A slight lull occurred as the repulse of his army caused General Grant to side step Lee in his continual descent towards Richmond. On 10 May, both armies had shifted their positions and Lee had managed to cut off Grant's line of march at Spotsylvania Court House. At 6:00 a.m. on 12 May, the VI Corps of the Army of the Potomac surprised the Second Corps of the Army of Northern Virginia. Overrunning the salient known as the Mule Shoe, many of the brigades under Allegheny Edward Johnson were captured en masse. Among those captured were the majority of the Stonewall Brigade. Though some got away, the brigade effectively ceased to exist as a unit at that point.

== The End of the War ==
What was left of the 33rd Virginia and the Stonewall Brigade would be incorporated with the remnants of several other brigades of Johnson's old division and placed under the overall command of William Terry from the 4th Virginia Regiment. This amalgamated brigade would go on to participate in Early's 1864 Valley Campaign, Hatcher's Run, Waynesboro, Fort Stedman and Lee's final retreat to Appomattox. When Lee surrendered the Army of Northern Virginia to General Grant at Appomattox Court House on 9 April 1865, only 1 officer and 18 men were present from the 33rd Regiment.

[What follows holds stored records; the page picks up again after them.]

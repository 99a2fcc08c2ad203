//! Message framing over a byte stream.
//!
//! Every frame is an 8-byte big-endian payload length followed by that
//! many bytes of zlib-compressed UTF-8 JSON. Reads and writes are each
//! atomic with respect to the underlying socket; concurrent writers
//! must serialize through a session's send queue.

use std::io::{Read, Write};

use flate2::read::ZlibDecoder;
use flate2::write::ZlibEncoder;
use flate2::Compression;

use crate::error::{Result, SyncError};
use crate::message::Message;

/// Size of the length prefix preceding every payload.
pub const LEN_PREFIX_BYTES: usize = 8;

/// Encode a message into a standalone frame.
///
/// # Errors
///
/// Returns `Frame` if serialization fails or the compressed payload
/// exceeds `max_frame_bytes`.
pub fn encode(msg: &Message, max_frame_bytes: u64) -> Result<Vec<u8>> {
    let json = serde_json::to_vec(msg)
        .map_err(|e| SyncError::Frame(format!("serialize {}: {e}", msg.kind())))?;

    let mut encoder = ZlibEncoder::new(Vec::new(), Compression::default());
    encoder.write_all(&json)?;
    let payload = encoder.finish()?;

    let len = payload.len() as u64;
    if len > max_frame_bytes {
        return Err(SyncError::Frame(format!(
            "payload of {len} bytes exceeds cap of {max_frame_bytes}"
        )));
    }

    let mut frame = Vec::with_capacity(LEN_PREFIX_BYTES + payload.len());
    frame.extend_from_slice(&len.to_be_bytes());
    frame.extend_from_slice(&payload);
    Ok(frame)
}

/// Write one message as a frame.
///
/// # Errors
///
/// Returns `Frame` on encoding failure and `Io` on write failure.
pub fn write_message<W: Write>(writer: &mut W, msg: &Message, max_frame_bytes: u64) -> Result<()> {
    let frame = encode(msg, max_frame_bytes)?;
    writer.write_all(&frame)?;
    writer.flush()?;
    Ok(())
}

/// Read one message frame.
///
/// # Errors
///
/// Returns `Io` when the stream ends before a complete frame arrives
/// (a closed peer surfaces as `UnexpectedEof`), and `Frame` when the
/// length exceeds `max_frame_bytes` or the payload fails to decompress
/// or parse.
pub fn read_message<R: Read>(reader: &mut R, max_frame_bytes: u64) -> Result<Message> {
    let mut len_buf = [0u8; LEN_PREFIX_BYTES];
    reader.read_exact(&mut len_buf)?;
    let len = u64::from_be_bytes(len_buf);

    if len > max_frame_bytes {
        return Err(SyncError::Frame(format!(
            "announced length {len} exceeds cap of {max_frame_bytes}"
        )));
    }

    #[allow(clippy::cast_possible_truncation)]
    let mut payload = vec![0u8; len as usize];
    reader.read_exact(&mut payload)?;

    let mut json = Vec::new();
    ZlibDecoder::new(payload.as_slice())
        .read_to_end(&mut json)
        .map_err(|e| SyncError::Frame(format!("decompression failed: {e}")))?;

    serde_json::from_slice(&json).map_err(|e| SyncError::Frame(format!("bad payload: {e}")))
}


#[cfg(test)]
mod proptests {
    use super::*;
    use proptest::prelude::*;
    use std::io::Cursor;

    const CAP: u64 = 64 * 1024 * 1024;

    proptest! {
        /// decode(encode(m)) == m for content-bearing messages.
        #[test]
        fn round_trip(
            path in "[a-zA-Z0-9_./-]{1,40}",
            mtime in 0.0f64..2_000_000_000.0,
            bytes in prop::collection::vec(any::<u8>(), 0..2000)
        ) {
            let msg = Message::Create { path, mtime, bytes };
            let frame = encode(&msg, CAP).unwrap();
            let back = read_message(&mut Cursor::new(frame), CAP).unwrap();
            prop_assert_eq!(msg, back);
        }

        /// Frames survive concatenation: a stream of frames decodes in
        /// order with no residue between them.
        #[test]
        fn stream_of_frames(ports in prop::collection::vec(any::<u16>(), 1..10)) {
            let mut buf = Vec::new();
            for &port in &ports {
                write_message(&mut buf, &Message::Hello { port }, CAP).unwrap();
            }
            let mut cursor = Cursor::new(buf);
            for &port in &ports {
                let got = read_message(&mut cursor, CAP).unwrap();
                prop_assert_eq!(Message::Hello { port }, got);
            }
        }
    }
}
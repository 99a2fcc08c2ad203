//! Reconciliation planning.
//!
//! When a session starts, both peers exchange directory snapshots and
//! each runs the same symmetric rule over the union of paths: push what
//! the other side lacks, push a delta where the local copy is newer,
//! and stay silent otherwise. Neither side ever requests data, and a
//! path absent from the remote is treated as not-yet-known, never as
//! deleted; deletions propagate only through live events.

use rustc_hash::FxHashMap;

use crate::path::RelPath;
use crate::state::DirState;

/// The remote peer's view of one file, as carried in its snapshot.
#[derive(Debug, Clone, PartialEq)]
pub struct RemoteFile {
    /// Remote modification time.
    pub mtime: f64,
    /// Remote file size.
    pub size: u64,
    /// Serialized signature of the remote content.
    pub sig: Vec<u8>,
}

/// One transfer this peer owes the remote.
#[derive(Debug, Clone, PartialEq)]
pub enum Push {
    /// Send the complete file; the remote has no copy.
    Full {
        /// Path to send.
        path: RelPath,
    },
    /// Send a delta against the remote's signature; the local copy is
    /// newer.
    Delta {
        /// Path to send.
        path: RelPath,
        /// The remote's signature of its current content.
        remote_sig: Vec<u8>,
    },
}

impl Push {
    /// The path this push transfers.
    #[must_use]
    pub fn path(&self) -> &RelPath {
        match self {
            Self::Full { path } | Self::Delta { path, .. } => path,
        }
    }
}

/// Decide every push this peer owes, full sends first, then deltas,
/// each group in path order for deterministic output.
#[must_use]
pub fn plan(local: &DirState, remote: &FxHashMap<RelPath, RemoteFile>) -> Vec<Push> {
    let mut full = Vec::new();
    let mut delta = Vec::new();

    for (path, stat) in &local.files {
        match remote.get(path) {
            None => full.push(Push::Full { path: path.clone() }),
            Some(theirs) if stat.mtime > theirs.mtime => delta.push(Push::Delta {
                path: path.clone(),
                remote_sig: theirs.sig.clone(),
            }),
            // Remote copy is newer or equal: the remote pushes, or
            // nobody does. Paths only the remote has are its to push.
            Some(_) => {}
        }
    }

    full.sort_by(|a, b| a.path().cmp(b.path()));
    delta.sort_by(|a, b| a.path().cmp(b.path()));
    full.extend(delta);
    full
}

#[cfg(test)]
mod tests {
    use super::*;
    use crate::state::FileStat;

    fn rel(s: &str) -> RelPath {
        RelPath::new(s).unwrap()
    }

    fn local(entries: &[(&str, f64)]) -> DirState {
        let mut state = DirState::default();
        for &(path, mtime) in entries {
            state.files.insert(rel(path), FileStat { mtime, size: 1 });
        }
        state
    }

    fn remote(entries: &[(&str, f64)]) -> FxHashMap<RelPath, RemoteFile> {
        entries
            .iter()
            .map(|&(path, mtime)| {
                (
                    rel(path),
                    RemoteFile {
                        mtime,
                        size: 1,
                        sig: vec![0xAB],
                    },
                )
            })
            .collect()
    }

    #[test]
    fn missing_on_remote_is_full_send() {
        let pushes = plan(&local(&[("only-here.txt", 10.0)]), &remote(&[]));
        assert_eq!(
            pushes,
            vec![Push::Full {
                path: rel("only-here.txt")
            }]
        );
    }

    #[test]
    fn newer_local_is_delta_send() {
        let pushes = plan(&local(&[("shared.txt", 20.0)]), &remote(&[("shared.txt", 10.0)]));
        assert_eq!(pushes.len(), 1);
        assert!(matches!(
            &pushes[0],
            Push::Delta { path, remote_sig } if path == &rel("shared.txt") && remote_sig == &vec![0xAB]
        ));
    }

    #[test]
    fn older_local_is_silent() {
        let pushes = plan(&local(&[("shared.txt", 10.0)]), &remote(&[("shared.txt", 20.0)]));
        assert!(pushes.is_empty());
    }

    #[test]
    fn equal_mtime_is_silent() {
        let pushes = plan(&local(&[("shared.txt", 10.0)]), &remote(&[("shared.txt", 10.0)]));
        assert!(pushes.is_empty());
    }

    #[test]
    fn missing_locally_is_silent() {
        // The remote is the authority for what it has; it pushes to us.
        let pushes = plan(&local(&[]), &remote(&[("only-there.txt", 10.0)]));
        assert!(pushes.is_empty());
    }

    #[test]
    fn full_sends_precede_deltas_in_path_order() {
        let pushes = plan(
            &local(&[
                ("z-new.txt", 30.0),
                ("a-new.txt", 30.0),
                ("z-edit.txt", 30.0),
                ("a-edit.txt", 30.0),
            ]),
            &remote(&[("z-edit.txt", 10.0), ("a-edit.txt", 10.0)]),
        );
        let order: Vec<&str> = pushes.iter().map(|p| p.path().as_str()).collect();
        assert_eq!(order, vec!["a-new.txt", "z-new.txt", "a-edit.txt", "z-edit.txt"]);
        assert!(matches!(pushes[0], Push::Full { .. }));
        assert!(matches!(pushes[3], Push::Delta { .. }));
    }

    #[test]
    fn empty_both_sides_plans_nothing() {
        assert!(plan(&local(&[]), &remote(&[])).is_empty());
    }
}

#[cfg(test)]
mod proptests {
    use super::*;
    use crate::state::FileStat;
    use proptest::prelude::*;

    fn arb_tree() -> impl Strategy<Value = Vec<(String, f64)>> {
        prop::collection::vec(("[a-z]{1,8}", 0.0f64..1000.0), 0..20)
    }

    proptest! {
        /// A second run against a remote state that absorbed the first
        /// run's pushes plans nothing.
        #[test]
        fn idempotent_after_absorption(
            local_files in arb_tree(),
            remote_files in arb_tree()
        ) {
            let mut local = DirState::default();
            for (path, mtime) in &local_files {
                if let Ok(rel) = RelPath::new(path) {
                    local.files.insert(rel, FileStat { mtime: *mtime, size: 1 });
                }
            }
            let mut remote: FxHashMap<RelPath, RemoteFile> = FxHashMap::default();
            for (path, mtime) in &remote_files {
                if let Ok(rel) = RelPath::new(path) {
                    remote.insert(rel, RemoteFile { mtime: *mtime, size: 1, sig: vec![] });
                }
            }

            let first = plan(&local, &remote);
            for push in &first {
                let stat = local.files[push.path()];
                remote.insert(push.path().clone(), RemoteFile {
                    mtime: stat.mtime,
                    size: stat.size,
                    sig: vec![],
                });
            }
            prop_assert!(plan(&local, &remote).is_empty());
        }

        /// Planning never pushes a path the remote already has a
        /// strictly newer copy of.
        #[test]
        fn never_pushes_over_newer(
            shared in "[a-z]{1,8}",
            local_mtime in 0.0f64..1000.0,
            lead in 0.001f64..100.0
        ) {
            let mut local = DirState::default();
            local.files.insert(RelPath::new(&shared).unwrap(), FileStat { mtime: local_mtime, size: 1 });
            let mut remote = FxHashMap::default();
            remote.insert(RelPath::new(&shared).unwrap(), RemoteFile {
                mtime: local_mtime + lead,
                size: 1,
                sig: vec![],
            });
            prop_assert!(plan(&local, &remote).is_empty());
        }
    }
}
//! Node supervision.
//!
//! The [`Node`] is the root owner: it holds the shared context, the
//! peer registry, and every supervisor thread (accept loop, discovery
//! beacon and listener, event router, ignore janitor). Shutdown is
//! cooperative: a stop flag plus closed sockets unblock every loop.

use std::net::{Ipv4Addr, SocketAddr, TcpListener, UdpSocket};
use std::path::Path;
use std::sync::atomic::{AtomicBool, Ordering};
use std::sync::{Arc, Mutex, MutexGuard};
use std::thread::{self, JoinHandle};
use std::time::Duration;

use tracing::{debug, info, warn};

use crate::clock::{Clock, SystemClock};
use crate::config::Config;
use crate::discovery;
use crate::engine::DeltaEngine;
use crate::error::Result;
use crate::ignore::IgnoreSet;
use crate::registry::{PeerId, PeerRegistry};
use crate::router;
use crate::session;
use crate::store::SignatureStore;
use crate::watcher::DirWatcher;

/// Shared state every component works against.
pub struct SyncContext {
    /// Validated runtime configuration.
    pub config: Config,
    /// Delta-transfer primitives.
    pub engine: DeltaEngine,
    /// Persistent signature cache.
    pub store: SignatureStore,
    /// Echo-suppression set.
    pub ignore: IgnoreSet,
    /// Wall-clock source for delete/rename stamps.
    pub clock: Arc<dyn Clock>,
    /// Serializes directory walks against remote applies, so snapshots
    /// never interleave with writes.
    dir_lock: Mutex<()>,
}

impl SyncContext {
    /// Build a context with the system clock.
    ///
    /// # Errors
    ///
    /// Returns `Config` if validation fails and `Io` if the signature
    /// store cannot be reset.
    pub fn new(config: Config) -> Result<Self> {
        Self::with_clock(config, Arc::new(SystemClock))
    }

    /// Build a context with an explicit clock.
    ///
    /// # Errors
    ///
    /// Returns `Config` if validation fails and `Io` if the signature
    /// store cannot be reset.
    pub fn with_clock(config: Config, clock: Arc<dyn Clock>) -> Result<Self> {
        config.validate()?;
        let store = SignatureStore::open(&config.signature_dir)?;
        let engine = DeltaEngine::new(config.block_size);
        let ignore = IgnoreSet::new(config.ignore_grace);
        Ok(Self {
            config,
            engine,
            store,
            ignore,
            clock,
            dir_lock: Mutex::new(()),
        })
    }

    /// The monitored root.
    #[must_use]
    pub fn root(&self) -> &Path {
        &self.config.monitored_dir
    }

    /// Take the directory lock for a walk or an apply.
    pub(crate) fn lock_dir(&self) -> MutexGuard<'_, ()> {
        self.dir_lock
            .lock()
            .unwrap_or_else(std::sync::PoisonError::into_inner)
    }
}

/// A running sync node.
///
/// Dropping the node stops it; [`Node::stop`] is idempotent.
pub struct Node {
    ctx: Arc<SyncContext>,
    registry: Arc<PeerRegistry>,
    stop: Arc<AtomicBool>,
    threads: Mutex<Vec<JoinHandle<()>>>,
    watcher: Mutex<Option<DirWatcher>>,
    local_id: PeerId,
}

impl Node {
    /// Validate configuration, bind every socket, warm the signature
    /// store from an initial walk, and start all component threads.
    ///
    /// # Errors
    ///
    /// Any failure here is fatal: invalid configuration, unbindable
    /// ports, an unwatchable root, or an unreadable tree.
    pub fn start(mut config: Config) -> Result<Self> {
        config.validate()?;

        let listener = TcpListener::bind((Ipv4Addr::UNSPECIFIED, config.listen_port))?;
        let listen_port = listener.local_addr()?.port();
        listener.set_nonblocking(true)?;
        config.listen_port = listen_port;

        let advertise_ip = config.advertise_ip.unwrap_or_else(discovery::local_ip);
        let local_id = PeerId {
            ip: advertise_ip,
            port: listen_port,
        };

        let beacon_target = SocketAddr::new(config.broadcast_addr, config.broadcast_port);
        let udp_listener = UdpSocket::bind((Ipv4Addr::UNSPECIFIED, config.broadcast_port))?;
        udp_listener.set_read_timeout(Some(Duration::from_millis(500)))?;
        let beacon_socket = UdpSocket::bind((Ipv4Addr::UNSPECIFIED, 0))?;
        beacon_socket.set_broadcast(true)?;
        let responder_socket = beacon_socket.try_clone()?;

        let beacon_interval = config.beacon_interval;
        let ctx = Arc::new(SyncContext::new(config)?);
        let stop = Arc::new(AtomicBool::new(false));
        let registry = PeerRegistry::new(local_id, Arc::clone(&ctx), Arc::clone(&stop));

        // Every file needs a signature before the first session asks
        // for the snapshot.
        let warmed = session::snapshot_entries(&ctx)?;
        info!(files = warmed.len(), id = %local_id, "node starting");

        let watcher = DirWatcher::new(ctx.root())?;
        let events = watcher.events();

        let mut threads = Vec::new();

        {
            let registry = Arc::clone(&registry);
            let stop = Arc::clone(&stop);
            threads.push(named_thread("accept", move || {
                accept_loop(&listener, &registry, &stop);
            })?);
        }
        {
            let stop = Arc::clone(&stop);
            threads.push(named_thread("beacon", move || {
                discovery::beacon_loop(&beacon_socket, beacon_target, listen_port, beacon_interval, &stop);
            })?);
        }
        {
            let registry = Arc::clone(&registry);
            let stop = Arc::clone(&stop);
            threads.push(named_thread("discovery", move || {
                discovery::listen_loop(&udp_listener, &responder_socket, beacon_target, &registry, &stop);
            })?);
        }
        {
            let ctx = Arc::clone(&ctx);
            let registry = Arc::clone(&registry);
            threads.push(named_thread("router", move || {
                router::run(&events, &ctx, &registry);
            })?);
        }
        {
            let ctx = Arc::clone(&ctx);
            let stop = Arc::clone(&stop);
            threads.push(named_thread("janitor", move || {
                while !stop.load(Ordering::Relaxed) {
                    ctx.ignore.sweep();
                    thread::sleep(Duration::from_millis(250));
                }
            })?);
        }

        Ok(Self {
            ctx,
            registry,
            stop,
            threads: Mutex::new(threads),
            watcher: Mutex::new(Some(watcher)),
            local_id,
        })
    }

    /// This node's advertised identity.
    #[must_use]
    pub fn local_id(&self) -> PeerId {
        self.local_id
    }

    /// The peer registry, for wiring discovery or tests.
    #[must_use]
    pub fn registry(&self) -> &Arc<PeerRegistry> {
        &self.registry
    }

    /// The shared context.
    #[must_use]
    pub fn context(&self) -> &Arc<SyncContext> {
        &self.ctx
    }

    /// Stop all threads and close all sessions. Idempotent.
    pub fn stop(&self) {
        if self.stop.swap(true, Ordering::SeqCst) {
            return;
        }
        info!(id = %self.local_id, "node stopping");

        // Dropping the watcher disconnects the router's channel.
        *self
            .watcher
            .lock()
            .unwrap_or_else(std::sync::PoisonError::into_inner) = None;
        self.registry.close_all();

        let threads: Vec<_> = {
            let mut guard = self
                .threads
                .lock()
                .unwrap_or_else(std::sync::PoisonError::into_inner);
            guard.drain(..).collect()
        };
        for handle in threads {
            if handle.join().is_err() {
                warn!("supervisor thread panicked");
            }
        }
        debug!(id = %self.local_id, "node stopped");
    }
}

impl Drop for Node {
    fn drop(&mut self) {
        self.stop();
    }
}

fn named_thread(
    name: &str,
    body: impl FnOnce() + Send + 'static,
) -> Result<JoinHandle<()>> {
    Ok(thread::Builder::new()
        .name(name.to_string())
        .spawn(body)?)
}

fn accept_loop(listener: &TcpListener, registry: &Arc<PeerRegistry>, stop: &AtomicBool) {
    while !stop.load(Ordering::Relaxed) {
        match listener.accept() {
            Ok((stream, addr)) => {
                debug!(from = %addr, "accepted connection");
                let _ = stream.set_nonblocking(false);
                registry.on_accepted(stream);
            }
            Err(e) if e.kind() == std::io::ErrorKind::WouldBlock => {
                thread::sleep(Duration::from_millis(100));
            }
            Err(e) => {
                if !stop.load(Ordering::Relaxed) {
                    warn!("accept failed: {e}");
                }
                thread::sleep(Duration::from_millis(100));
            }
        }
    }
    debug!("accept loop stopped");
}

The field officers during the conflict were Colonels Arthur C. Cummings, Frederick W. M. Holliday, Edwin G. Lee, John F. Neff, and Abraham Spengler; Lieutenant Colonels George Huston and John R. Jones; and Majors Jacob B. Golladay and Philip T. Grace.

== Current Portrayals ==
Currently, six companies of the 33rd Virginia are reenacted. Co. A., the 'Potomac Guard' is located in Central Indiana, Co. D the 'Mountain Rangers' is located near Winchester, Va, Co. E., the 'Emerald Guard' is located near Washington, D.C., Co. H, the 'Page Grays' is located in Manassas, VA., company G the Mount Jackson Rifles is located in Buffalo NY, and Company C The Tenth Legion Minutemen in Southern California.

A recreation of the flag of the 33rd Virginia can be seen in the opening credits of the movie "Gods and Generals," and the regiment's charge on the aforementioned Union artillery is reenacted.